//! CryptoCompare batched price provider.
//!
//! Uses the `pricemulti` endpoint, which prices any number of symbols in any
//! number of currencies with one request.
//! Docs: https://min-api.cryptocompare.com/

use std::collections::HashMap;

use reqwest::Client;
use serde::Deserialize;
use tracing::debug;

use crate::error::ValuationError;
use crate::market_data::{PriceSource, QuoteTable};

const CRYPTOCOMPARE_API_BASE: &str = "https://min-api.cryptocompare.com";

/// Error envelope CryptoCompare returns with a 200 status.
#[derive(Debug, Deserialize)]
struct ErrorEnvelope {
    #[serde(rename = "Response")]
    response: String,
    #[serde(rename = "Message")]
    message: Option<String>,
}

/// CryptoCompare price provider.
pub struct CryptoComparePriceSource {
    client: Client,
    base_url: String,
    api_key: Option<String>,
}

impl CryptoComparePriceSource {
    /// Create a provider against the public API without an API key.
    pub fn new() -> Self {
        Self::with_client(Client::new())
    }

    /// Create a provider sharing an existing reqwest client.
    pub fn with_client(client: Client) -> Self {
        Self {
            client,
            base_url: CRYPTOCOMPARE_API_BASE.to_string(),
            api_key: None,
        }
    }

    /// Point the provider at another host (used by tests).
    pub fn with_base_url(mut self, base_url: impl Into<String>) -> Self {
        self.base_url = base_url.into().trim_end_matches('/').to_string();
        self
    }

    pub fn with_api_key(mut self, api_key: impl Into<String>) -> Self {
        self.api_key = Some(api_key.into());
        self
    }

    fn pricemulti_url(&self) -> String {
        format!("{}/data/pricemulti", self.base_url)
    }
}

impl Default for CryptoComparePriceSource {
    fn default() -> Self {
        Self::new()
    }
}

/// Parse a `pricemulti` body into a quote table.
fn parse_pricemulti(body: &str) -> Result<QuoteTable, ValuationError> {
    let value: serde_json::Value = serde_json::from_str(body)
        .map_err(|e| ValuationError::price_fetch(format!("malformed response: {e}")))?;

    if let Ok(envelope) = ErrorEnvelope::deserialize(&value) {
        if envelope.response.eq_ignore_ascii_case("error") {
            let message = envelope
                .message
                .unwrap_or_else(|| "unknown error".to_string());
            return Err(ValuationError::price_fetch(format!(
                "CryptoCompare API error: {message}"
            )));
        }
    }

    HashMap::<String, HashMap<String, f64>>::deserialize(&value)
        .map_err(|e| ValuationError::price_fetch(format!("unexpected response shape: {e}")))
}

#[async_trait::async_trait]
impl PriceSource for CryptoComparePriceSource {
    async fn fetch_quotes(
        &self,
        symbols: &[String],
        currencies: &[String],
    ) -> Result<QuoteTable, ValuationError> {
        let fsyms = symbols.join(",");
        let tsyms = currencies.join(",");
        debug!(fsyms = %fsyms, tsyms = %tsyms, "requesting CryptoCompare prices");

        let mut request = self
            .client
            .get(self.pricemulti_url())
            .query(&[("fsyms", &fsyms), ("tsyms", &tsyms)])
            .header("Accept", "application/json");
        if let Some(key) = &self.api_key {
            request = request.header("authorization", format!("Apikey {key}"));
        }

        let response = request
            .send()
            .await
            .map_err(|e| ValuationError::price_fetch(format!("request failed: {e}")))?;

        if !response.status().is_success() {
            let status = response.status();
            let body = response.text().await.unwrap_or_default();
            return Err(ValuationError::price_fetch(format!(
                "CryptoCompare API error: {status} - {body}"
            )));
        }

        let body = response
            .text()
            .await
            .map_err(|e| ValuationError::price_fetch(format!("failed to read response: {e}")))?;
        parse_pricemulti(&body)
    }

    fn name(&self) -> &str {
        "cryptocompare"
    }
}
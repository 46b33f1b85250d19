pub mod config;
pub mod duration;
pub mod error;
pub mod format;
pub mod ledger;
pub mod market_data;
pub mod models;
pub mod render;
pub mod scheduler;
pub mod valuation;
pub mod cryptocompare;

pub use cryptocompare::CryptoComparePriceSource;
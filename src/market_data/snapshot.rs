use std::collections::HashMap;

use tracing::debug;

use super::{PriceSource, QuoteTable, REFERENCE_CURRENCY};
use crate::error::ValuationError;

/// Price of one unit of a holding.
#[derive(Debug, Clone, Copy, PartialEq)]
pub struct UnitPrice {
    /// Price in [`REFERENCE_CURRENCY`].
    pub reference: f64,
    /// Price in the user's local currency.
    pub local: f64,
}

/// Prices for every requested symbol, from exactly one fetch.
#[derive(Debug, Clone, PartialEq)]
pub struct PriceSnapshot {
    local_currency: String,
    prices: HashMap<String, UnitPrice>,
}

impl PriceSnapshot {
    /// Reconcile a raw quote table against the request.
    ///
    /// Every symbol must be quoted in both the reference and the local
    /// currency; anything missing fails the whole snapshot.
    pub fn from_quotes(
        symbols: &[String],
        local_currency: &str,
        quotes: &QuoteTable,
    ) -> Result<Self, ValuationError> {
        let local_currency = local_currency.trim().to_uppercase();
        let normalized: HashMap<String, HashMap<String, f64>> = quotes
            .iter()
            .map(|(symbol, by_currency)| {
                let by_currency = by_currency
                    .iter()
                    .map(|(currency, price)| (currency.to_uppercase(), *price))
                    .collect();
                (symbol.to_uppercase(), by_currency)
            })
            .collect();

        let mut prices = HashMap::with_capacity(symbols.len());
        for symbol in symbols {
            let symbol = symbol.to_uppercase();
            let by_currency = normalized.get(&symbol).ok_or_else(|| {
                ValuationError::price_fetch(format!("response has no quote for {symbol}"))
            })?;
            let lookup = |currency: &str| {
                by_currency.get(currency).copied().ok_or_else(|| {
                    ValuationError::price_fetch(format!(
                        "response has no {currency} price for {symbol}"
                    ))
                })
            };
            let price = UnitPrice {
                reference: lookup(REFERENCE_CURRENCY)?,
                local: lookup(&local_currency)?,
            };
            prices.insert(symbol, price);
        }

        Ok(Self {
            local_currency,
            prices,
        })
    }

    pub fn get(&self, symbol: &str) -> Option<UnitPrice> {
        self.prices.get(&symbol.to_uppercase()).copied()
    }

    pub fn local_currency(&self) -> &str {
        &self.local_currency
    }

    pub fn len(&self) -> usize {
        self.prices.len()
    }

    pub fn is_empty(&self) -> bool {
        self.prices.is_empty()
    }
}

/// Target currencies for one batched request: reference first, then local.
pub fn target_currencies(local_currency: &str) -> Vec<String> {
    let local = local_currency.trim().to_uppercase();
    if local == REFERENCE_CURRENCY {
        vec![local]
    } else {
        vec![REFERENCE_CURRENCY.to_string(), local]
    }
}

/// Fetch a complete snapshot for `symbols` with a single request.
///
/// Duplicate symbols (the same coin held in several places) are requested
/// once.
pub async fn fetch_snapshot(
    source: &dyn PriceSource,
    symbols: &[String],
    local_currency: &str,
) -> Result<PriceSnapshot, ValuationError> {
    let mut unique: Vec<String> = Vec::with_capacity(symbols.len());
    for symbol in symbols {
        let symbol = symbol.trim().to_uppercase();
        if !unique.contains(&symbol) {
            unique.push(symbol);
        }
    }
    if unique.is_empty() {
        return Err(ValuationError::price_fetch("no symbols requested"));
    }

    let currencies = target_currencies(local_currency);
    debug!(
        source = source.name(),
        symbols = unique.len(),
        currencies = ?currencies,
        "fetching price snapshot"
    );
    let quotes = source.fetch_quotes(&unique, &currencies).await?;
    PriceSnapshot::from_quotes(&unique, local_currency, &quotes)
}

============

*The task*. Extract exactly and only the lines above from the line containing "impl Default for" through the line containing "if let Some(key)", both end lines included.

*Task answer*.
impl Default for CryptoComparePriceSource {
    fn default() -> Self {
        Self::new()
    }
}

/// Parse a `pricemulti` body into a quote table.
fn parse_pricemulti(body: &str) -> Result<QuoteTable, ValuationError> {
    let value: serde_json::Value = serde_json::from_str(body)
        .map_err(|e| ValuationError::price_fetch(format!("malformed response: {e}")))?;

    if let Ok(envelope) = ErrorEnvelope::deserialize(&value) {
        if envelope.response.eq_ignore_ascii_case("error") {
            let message = envelope
                .message
                .unwrap_or_else(|| "unknown error".to_string());
            return Err(ValuationError::price_fetch(format!(
                "CryptoCompare API error: {message}"
            )));
        }
    }

    HashMap::<String, HashMap<String, f64>>::deserialize(&value)
        .map_err(|e| ValuationError::price_fetch(format!("unexpected response shape: {e}")))
}

#[async_trait::async_trait]
impl PriceSource for CryptoComparePriceSource {
    async fn fetch_quotes(
        &self,
        symbols: &[String],
        currencies: &[String],
    ) -> Result<QuoteTable, ValuationError> {
        let fsyms = symbols.join(",");
        let tsyms = currencies.join(",");
        debug!(fsyms = %fsyms, tsyms = %tsyms, "requesting CryptoCompare prices");

        let mut request = self
            .client
            .get(self.pricemulti_url())
            .query(&[("fsyms", &fsyms), ("tsyms", &tsyms)])
            .header("Accept", "application/json");
        if let Some(key) = &self.api_key {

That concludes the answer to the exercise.